Linda Campbell was not quite 4 years old when her appendix burst, spilling its bacteria-rich contents throughout her abdomen. She was in severe pain, had a high fever, and wouldn't stop crying. Her parents, in a state of panic, brought her to the emergency room in Atlanta, where they lived. Knowing that Campbell's organs were beginning to fail and her heart was on the brink of shutting down, doctors rushed her into surgery.
Today, removing an appendix leaves only a few droplet-size scars. But back then, in the 1960s, the procedure was much more involved. As Campbell recalls, an anesthesiologist told her to count backward from 10 while he flooded her lungs with anesthetic ether gas, allowing a surgeon to slice into her torso, cut out her earthworm-size appendix, and drain her abdomen of infectious slop, leaving behind a lengthy, longitudinal scar.
The operation was successful, but not long after Campbell returned home, her mother sensed that something was wrong. The calm, precocious girl who went into the surgery was not the same one who emerged. Campbell began flinging food from her high chair. She suffered random episodes of uncontrollable vomiting. She threw violent temper tantrums during the day and had disturbing dreams at night. "They were about people being cut open, lots of blood, lots of violence," Campbell remembers. She refused to be alone, but avoided anyone outside her immediate circle. Her parents took her to physicians and therapists. None could determine the cause of her distress. When she was in eighth grade, her parents pulled her from school for rehabilitation.

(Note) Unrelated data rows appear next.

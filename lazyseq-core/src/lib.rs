// lazyseq-core - Seq contract, node kinds and lazy algorithms
// Copyright (c) 2025 Tom Waddington. MIT licensed.

//! # lazyseq-core
//!
//! Clojure-style sequences: a small capability contract ([`Seqable`],
//! [`Sequential`], [`Conjable`], [`Meta`]), a closed set of node kinds
//! behind [`Seq`], and lazy algorithms (`map`, `filter`, `take`, `concat`)
//! that defer all work until an element is requested.
//!
//! Sequences are single-threaded: nodes share structure through `Rc` and
//! memoize through `RefCell`.

pub mod buffer;
pub mod builtins;
pub mod config;
pub mod error;
pub mod keyword;
pub mod meta;
pub mod seq;

pub use buffer::Buffer;
pub use builtins::{
    concat, conj, cons, count, doall, dorun, empty, every, ffirst, filter, first, into, is_empty,
    is_realized, iterate, lazy_seq, map, next, reduce, rest, seq, sequence, take,
};
pub use config::{DEFAULT_LAZY_PRINT_LENGTH, get_print_length, set_print_length};
pub use error::{Error, Result};
pub use keyword::Keyword;
pub use meta::{Meta, MetaMap};
pub use seq::{
    ArraySeq, Conjable, Cons, EmptySeq, Iterate, LazySeq, PersistentList, Seq, SeqIter, Seqable,
    Sequential,
};
// lazyseq-core - Minimal head/tail link cell
// Copyright (c) 2025 Tom Waddington. MIT licensed.

use std::rc::Rc;

use crate::error::Result;
use crate::meta::{Meta, MetaMap};

use super::{Seq, Seqable, Sequential, drop_chain, equiv_walk};

struct ConsNode<T> {
    first: T,
    rest: Option<Seq<T>>,
}

impl<T> Drop for ConsNode<T> {
    fn drop(&mut self) {
        drop_chain(self.rest.take());
    }
}

/// An uncounted cell pairing a head with any sequence as its tail.
///
/// This is the cell the lazy algorithms emit: the tail is usually an
/// unforced [`LazySeq`](super::LazySeq). `rest` normalizes a missing tail to
/// the empty seq, while `next` returns `None` at the real end.
///
/// `count` walks the tail chain and never returns if that chain is
/// unbounded without passing through an [`Iterate`](super::Iterate).
pub struct Cons<T> {
    node: Rc<ConsNode<T>>,
    meta: Option<Rc<MetaMap>>,
}

impl<T> Clone for Cons<T> {
    fn clone(&self) -> Self {
        Cons {
            node: Rc::clone(&self.node),
            meta: self.meta.clone(),
        }
    }
}

impl<T> Cons<T> {
    pub fn new(first: T, rest: Option<Seq<T>>) -> Self {
        Cons {
            node: Rc::new(ConsNode { first, rest }),
            meta: None,
        }
    }

    pub fn head(&self) -> &T {
        &self.node.first
    }

    /// The tail exactly as supplied, without normalization.
    pub fn tail(&self) -> Option<&Seq<T>> {
        self.node.rest.as_ref()
    }

    pub(super) fn detach_tail(&mut self) -> Option<Seq<T>> {
        Rc::get_mut(&mut self.node).and_then(|node| node.rest.take())
    }
}

impl<T: Clone + 'static> Cons<T> {
    pub fn equiv(&self, other: &Seq<T>) -> bool
    where
        T: PartialEq,
    {
        equiv_walk(Some(Seq::Cons(self.clone())), other.seq())
    }
}

impl<T: Clone + 'static> Seqable for Cons<T> {
    type Item = T;

    fn to_seq(&self) -> Seq<T> {
        Seq::Cons(self.clone())
    }

    fn seq(&self) -> Option<Seq<T>> {
        Some(Seq::Cons(self.clone()))
    }
}

impl<T: Clone + 'static> Sequential for Cons<T> {
    fn first(&self) -> Option<T> {
        Some(self.node.first.clone())
    }

    fn rest(&self) -> Seq<T> {
        match &self.node.rest {
            Some(rest) => rest.clone(),
            None => Seq::empty(),
        }
    }

    fn next(&self) -> Option<Seq<T>> {
        self.node.rest.as_ref().and_then(Seqable::seq)
    }

    fn cons(&self, x: T) -> Seq<T> {
        Seq::Cons(Cons::new(x, Some(Seq::Cons(self.clone()))))
    }

    fn count(&self) -> Result<usize> {
        let rest = match &self.node.rest {
            Some(rest) => rest.count()?,
            None => 0,
        };
        Ok(1 + rest)
    }

    /// A cell always holds a head.
    fn is_empty(&self) -> bool {
        false
    }
}

impl<T> Meta for Cons<T> {
    fn meta(&self) -> Option<&Rc<MetaMap>> {
        self.meta.as_ref()
    }

    fn with_meta(&self, meta: Option<Rc<MetaMap>>) -> Self {
        Cons {
            node: Rc::clone(&self.node),
            meta,
        }
    }
}
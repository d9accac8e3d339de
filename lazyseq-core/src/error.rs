// lazyseq-core - Error types for sequence construction and traversal
// Copyright (c) 2025 Tom Waddington. MIT licensed.

//! Error types for lazyseq.
//!
//! Errors are raised synchronously at the point of violation. Construction
//! errors surface from the `try_new` constructors; counting an infinite
//! sequence fails fast instead of looping.

use thiserror::Error;

/// Result type for sequence operations.
pub type Result<T> = std::result::Result<T, Error>;

/// Errors that can occur while building or traversing sequences.
#[derive(Debug, Clone, PartialEq, Eq, Error)]
pub enum Error {
    /// A node was built from an invalid combination of parts
    #[error("Cannot construct {kind}: {message}")]
    Construction {
        kind: &'static str,
        message: String,
    },

    /// `count` was called on a sequence that is infinite by construction
    #[error("Cannot count {kind}: sequence is infinite")]
    InfiniteSequence { kind: &'static str },
}

impl Error {
    /// Create a construction error for the given node kind.
    pub fn construction(kind: &'static str, message: impl Into<String>) -> Self {
        Error::Construction {
            kind,
            message: message.into(),
        }
    }

    /// Create an infinite-sequence error for the given node kind.
    pub fn infinite(kind: &'static str) -> Self {
        Error::InfiniteSequence { kind }
    }
}
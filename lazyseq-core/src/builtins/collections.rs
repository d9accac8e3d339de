// lazyseq-core - Contract dispatch helpers
// Copyright (c) 2025 Tom Waddington. MIT licensed.

//! seq, cons, conj, first, rest, next, count, empty, sequence

use crate::error::Result;
use crate::seq::{Conjable, PersistentList, Seq, Seqable, Sequential};

/// The canonical view of `coll`, or `None` if it has no elements.
pub fn seq<S: Seqable + ?Sized>(coll: &S) -> Option<Seq<S::Item>> {
    coll.seq()
}

/// Like [`seq`], but an empty collection yields the empty seq.
pub fn sequence<S: Seqable + ?Sized>(coll: &S) -> Seq<S::Item> {
    coll.seq().unwrap_or_else(Seq::empty)
}

/// Prepend `x` to `coll`.
///
/// An empty collection yields a one-element persistent list; otherwise the
/// collection's own seq decides how to prepend.
pub fn cons<S: Seqable + ?Sized>(x: S::Item, coll: &S) -> Seq<S::Item> {
    match coll.seq() {
        Some(s) => s.cons(x),
        None => Seq::List(PersistentList::singleton(x)),
    }
}

/// Add `x` to `coll`: appended for buffers, prepended for seqs.
pub fn conj<C: Conjable>(coll: &C, x: C::Item) -> C {
    coll.conj(x)
}

pub fn first<S: Seqable + ?Sized>(coll: &S) -> Option<S::Item> {
    coll.seq().and_then(|s| s.first())
}

/// First element of the first element of `coll`.
pub fn ffirst<S>(coll: &S) -> Option<<S::Item as Seqable>::Item>
where
    S: Seqable + ?Sized,
    S::Item: Seqable,
{
    first(coll).and_then(|inner| first(&inner))
}

/// Everything after the first element; the empty seq for an empty collection.
pub fn rest<S: Seqable + ?Sized>(coll: &S) -> Seq<S::Item> {
    match coll.seq() {
        Some(s) => s.rest(),
        None => Seq::empty(),
    }
}

pub fn next<S: Seqable + ?Sized>(coll: &S) -> Option<Seq<S::Item>> {
    coll.seq().and_then(|s| s.next())
}

/// Number of elements.
///
/// Fails for infinite generator sequences. Never returns for an unbounded
/// lazy chain that does not pass through one.
pub fn count<S: Seqable + ?Sized>(coll: &S) -> Result<usize> {
    match coll.seq() {
        Some(s) => s.count(),
        None => Ok(0),
    }
}

pub fn is_empty<S: Seqable + ?Sized>(coll: &S) -> bool {
    coll.seq().is_none()
}

/// The empty seq, without the collection's metadata.
pub fn empty<S: Seqable + ?Sized>(_coll: &S) -> Seq<S::Item> {
    Seq::empty()
}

Over time, Campbell's most severe symptoms subsided, and she learned how to cope with those that remained. She managed to move on, become an accountant, and start a family of her own, but she wasn't cured. Her nightmares continued, and nearly anything could trigger a panic attack: car horns, sudden bright lights, wearing tight-fitting pants or snug collars, even lying flat in a bed. She explored the possibility of post-traumatic stress disorder with her therapists, but could not identify a triggering event. One clue that did eventually surface, though, hinted at a possibly traumatic experience. During a session with a hypnotherapist, Campbell remembered an image, accompanied by an acute feeling of fear, of a man looming over her.
Then, one fall afternoon in 2006, four decades after her symptoms began, Campbell met an anesthesiologist at a hypnotherapy workshop. Over lunch, she found herself telling the anesthesiologist about her condition. She mentioned the appendectomy she'd had not long before everything changed.
The anesthesiologist was intrigued. He told her about a phenomenon that had sometimes accompanied early gas anesthetics, particularly ether, in which patients reacted to the gas by coughing and choking, as if they were suffocating.
The comment sparked something in Campbell. "I started having all these flashes," she remembers. "The flashes were me being on the table. The flashes were of the room. The flashes were of the bright lights over me." A man—the same one from her memory?—was there. At some point, the room went black. "And then I got to the place where I was on the table, and I just remember feeling terror," she says. "That's all I remember. I don't see anything. I don't feel anything. It's absolute, abject terror. And the feeling that I am dying." At that moment, Campbell realized that something had happened to her during her appendectomy, something that changed her forever. After several years of investigation, she figured it out: she had woken up on the table.
This experience is called "intraoperative recall" or "anesthesia awareness," and it's more common than you might think. Although studies diverge, most experts estimate that for every 1,000 patients who undergo general anesthesia each year in the United States, one to two will experience awareness. Patients who awake hear surgeons' small talk, the swish and stretch of organs, the suctioning of blood; they feel the probing of fingers, the yanks and tugs on innards; they smell cauterized flesh and singed hair. But because one of the first steps of surgery is to tape patients' eyes shut, they can't see. And because another common step is to paralyze patients to prevent muscle twitching, they have no way to alert doctors that they are awake.
Many of these cases are benign: vague, hazy flashbacks. But up to 70 percent of patients who experience awareness suffer long-term psychological distress, including PTSD—a rate five times higher than that of soldiers returning from Iraq and Afghanistan. Campbell now understands that this is what happened to her, although she didn't believe it at first. "The whole idea of anesthesia awareness seemed over-the-top," she told me. "It took years to begin to say, 'I think this is what happened to me.' " She describes her memories of the surgery like those from a car accident: the moments before and after are clear, but the actual event is a shadowy blur of emotion. She searched online for people with similar experiences, found a coalition of victims, and eventually traveled up the East Coast to speak with some of them. They all shared a constellation of symptoms: nightmares, fear of confinement, the inability to lie flat (many sleep in chairs), and a sense of having died and returned to life. Campbell (whose name and certain other identifying details have been changed) struggles especially with the knowledge that there is no way for her to prove that she woke up, and that many, if not most, people might not believe her. "Anesthesia awareness is an intrapersonal event," she says. "No one else sees it. No one else knows it. You're the only one."